I tried attaching to a running process with gdb
to redirect its stdout to an external file with these commands:
#Attaching
gdb -p 123456
#Redirecting (within GDB)
(gdb) p dup2(open("/tmp/my_stdout", 1089, 0777), 1)
I used the number 1089 because it represents O_WRONLY | O_CREAT | O_APPEND.
Firts, GDB just complained about some missing return types:
'open64' has unknown return type; cast the call to its declared return type
So I modified my command to
#Redirecting (within GDB)
(gdb) p (int)dup2((int)open("/tmp/my_stdout", 1089, 0777), 1)
This was successfully executed, and also works.
I'm trying to figure out how can I write a small utility that does the exact same thing as the above:
- attaches to a process by PID
- calls this
(int)dup2((int)open("/tmp/my_stdout", 1089, 0777), 1)
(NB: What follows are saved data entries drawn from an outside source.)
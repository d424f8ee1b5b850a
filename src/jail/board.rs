//! Sentence board: active cooloffs per client.

use dashmap::DashMap;
use std::time::{Duration, Instant};

use super::client::ClientId;

/// Tracks when each sentenced client is released.
///
/// Expired entries stay in the map until overwritten or swept; reads treat
/// them as absent.
#[derive(Debug, Default)]
pub struct SentenceBoard {
    releases: DashMap<ClientId, Instant>,
}

impl SentenceBoard {
    /// Create an empty board.
    pub fn new() -> Self {
        Self::default()
    }

    /// Whether the client is serving a sentence that ends strictly after `now`.
    pub fn is_sentenced(&self, client: &ClientId, now: Instant) -> bool {
        self.releases
            .get(client)
            .is_some_and(|release| *release > now)
    }

    /// Sentence the client until `now + cooloff`, replacing any existing release.
    pub fn impose(&self, client: &ClientId, now: Instant, cooloff: Duration) -> Instant {
        let release = now + cooloff;
        self.releases.insert(client.clone(), release);
        release
    }

    /// Release instant currently stored for a client, expired or not.
    #[cfg(test)]
    pub(crate) fn release_of(&self, client: &ClientId) -> Option<Instant> {
        self.releases.get(client).map(|release| *release)
    }

    /// Remove entries whose release is at or before `now`.
    ///
    /// Those entries already read as not sentenced, so this never changes the
    /// outcome of [`SentenceBoard::is_sentenced`].
    pub fn sweep_expired(&self, now: Instant) -> usize {
        let before = self.releases.len();
        self.releases.retain(|_, release| *release > now);
        before - self.releases.len()
    }

    /// Number of stored entries, expired ones included.
    pub fn len(&self) -> usize {
        self.releases.len()
    }

    /// Whether the board holds no entries.
    pub fn is_empty(&self) -> bool {
        self.releases.is_empty()
    }
}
Part2 seems easy, however part1 doesn't seem to work on aarch64
. I could manage to work it on arm
though.
There are a quite a few solutions which tries to solve this problem:
- reptyr (doesn't work on process started by systemctl)
- reredirect (doesn't support
aarch64
at all) - injcode (doesn't support 64bit at all)
- neercs (for sure no support for
aarch64
) - retty (for sure no support for
aarch64
)
If GDB can work, this is surely possible, but GDB is huge to analyze, and I hope I have some better solution which would not take weeks or months, like digging myself into GDB's source.